The two firms knew each other well; Jefferies did every capital raising for Leucadia in the previous 22 years. The deal, after Leucadia’s most successful year, allowed the company’s often-bickering leaders, Ian Cumming and Joseph Steinberg, to step back after 35 years and allowed the cash-rich company to put some capital to work.
Since the deal closed, Leucadia’s shares have fallen 41% and were down nearly 50% early last week, near their 2009 financial-crisis low. Some of the decline can be blamed on bad decisions and poor performance by the company, and some is due to lousy markets for investment banks.

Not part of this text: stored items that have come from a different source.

//! Damage pipeline.
//!
//! `resolve_hit` is the single point where HP is removed. Steps run in a fixed order:
//! reject, compute, knockback, subtract, death or reaction, lifesteal. The caller
//! applies the returned knockback velocity and publishes messages.

use crate::common::tunables::HitReaction;
use crate::plugins::combat::actor::ActorState;

/// One incoming hit, as seen by the target.
#[derive(Debug, Clone, Copy)]
pub struct IncomingHit {
    pub base_damage: f32,
    pub attacker_x: f32,
    pub lifesteal: f32,
}

/// How a target mitigates and reacts.
#[derive(Debug, Clone, Copy)]
pub struct Toughness {
    /// Fraction of damage taken while defending (0.3 means 70% blocked).
    pub defense_reduction: f32,
    /// Additive bonus that lowers `defense_reduction`.
    pub defense_bonus: f32,
    /// Lowest fraction defending can reach.
    pub defense_floor: f32,
    pub reaction: HitReaction,
    pub defend_reaction: HitReaction,
}

impl Toughness {
    /// Reaction shared by defending and non-defending hits (actors that never defend).
    pub fn plain(reaction: HitReaction) -> Self {
        Self {
            defense_reduction: 1.0,
            defense_bonus: 0.0,
            defense_floor: 0.1,
            reaction,
            defend_reaction: reaction,
        }
    }
}

#[derive(Debug, Clone, Copy, PartialEq)]
pub enum HitOutcome {
    /// Dead, invincible or immune target: nothing changed.
    Ignored,
    Landed {
        damage: f32,
        /// Signed horizontal velocity to put on the target.
        knockback: f32,
        lethal: bool,
        /// HP the attacker should regain.
        lifesteal_heal: f32,
    },
}

impl HitOutcome {
    #[inline]
    pub fn is_lethal(&self) -> bool {
        matches!(self, HitOutcome::Landed { lethal: true, .. })
    }
}

/// Damage after defence. Never below `floor(base * defense_floor)` while defending.
#[inline]
pub fn mitigated_damage(base: f32, defending: bool, t: &Toughness) -> f32 {
    if !defending {
        return base;
    }
    let factor = (t.defense_reduction - t.defense_bonus).max(t.defense_floor);
    (base * factor).floor()
}

/// +1 pushes toward +x. Targets to the right of (or level with) the attacker go right.
#[inline]
pub fn knockback_sign(attacker_x: f32, target_x: f32) -> f32 {
    if attacker_x <= target_x { 1.0 } else { -1.0 }
}

pub fn resolve_hit(
    target: &mut ActorState,
    target_x: f32,
    hit: &IncomingHit,
    toughness: &Toughness,
    now: u64,
) -> HitOutcome {
    if target.is_dead() || target.is_invincible(now) || target.immune {
        return HitOutcome::Ignored;
    }

    let defending = target.is_defending();
    let damage = mitigated_damage(hit.base_damage, defending, toughness);
    let reaction = if defending { toughness.defend_reaction } else { toughness.reaction };

    // Knockback is decided before the death check so a lethal hit still throws the body.
    let knockback = knockback_sign(hit.attacker_x, target_x) * reaction.knockback;

    let removed = target.remove_hp(damage);
    let lethal = target.hp() <= 0.0;

    if lethal {
        target.die();
    } else {
        target.stun(now, reaction.stun_ms);
        target.grant_invincibility(now, reaction.invincible_ms);
    }

    let lifesteal_heal = if hit.lifesteal > 0.0 && removed > 0.0 {
        (removed * hit.lifesteal).floor()
    } else {
        0.0
    };

    HitOutcome::Landed { damage: removed, knockback, lethal, lifesteal_heal }
}
//! Feature plugins.

use bevy::prelude::*;

use crate::plugins::projectiles::ProjectilesPlugin;

pub mod boss;
pub mod combat;
pub mod core;
pub mod enemies;
pub mod interactables;
pub mod physics;
pub mod pickups;
pub mod player;
pub mod projectiles;
pub mod session;
pub mod world;

// Render-only
pub mod render;

/// Register gameplay plugins that work in headless tests.
///
/// `core` goes first: physics reads `Tunables` while building.
pub fn register_gameplay(app: &mut App) {
    core::plugin(app);
    physics::plugin(app);
    world::plugin(app);
    session::plugin(app);
    combat::plugin(app);
    player::plugin(app);
    enemies::plugin(app);
    boss::plugin(app);
    pickups::plugin(app);
    interactables::plugin(app);
    app.add_plugins(ProjectilesPlugin);
}

/// Register render-only plugins (requires DefaultPlugins / render infra).
pub fn register_render(app: &mut App) {
    render::plugin(app);
}

/// Register all plugins (full app).
pub fn register_all(app: &mut App) {
    register_gameplay(app);
    register_render(app);
}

Another cause was selling by many of Leucadia’s longtime shareholders, some of whom held the stock for nearly two decades. Their reason: It isn’t the old Leucadia anymore. “It’s a different beast,” said Oppenheimer & Co.’s Chris Kotowski, the only Wall Street analyst covering the stock. Mr. Kotowski is positive on Leucadia, believing many of its businesses will perform better in coming years. But he understands the view of shareholders. “When you did the merger, all of the sudden it was no longer a conglomerate, it was Jefferies,” he said.
Leucadia owned everything from iron-ore producers to wineries to large swaths of land in Southern California. Its executives rarely talked publicly and remained under the radar for all but the most sophisticated value investors, who were willing to put up with complexity and volatility to get solid long-term returns.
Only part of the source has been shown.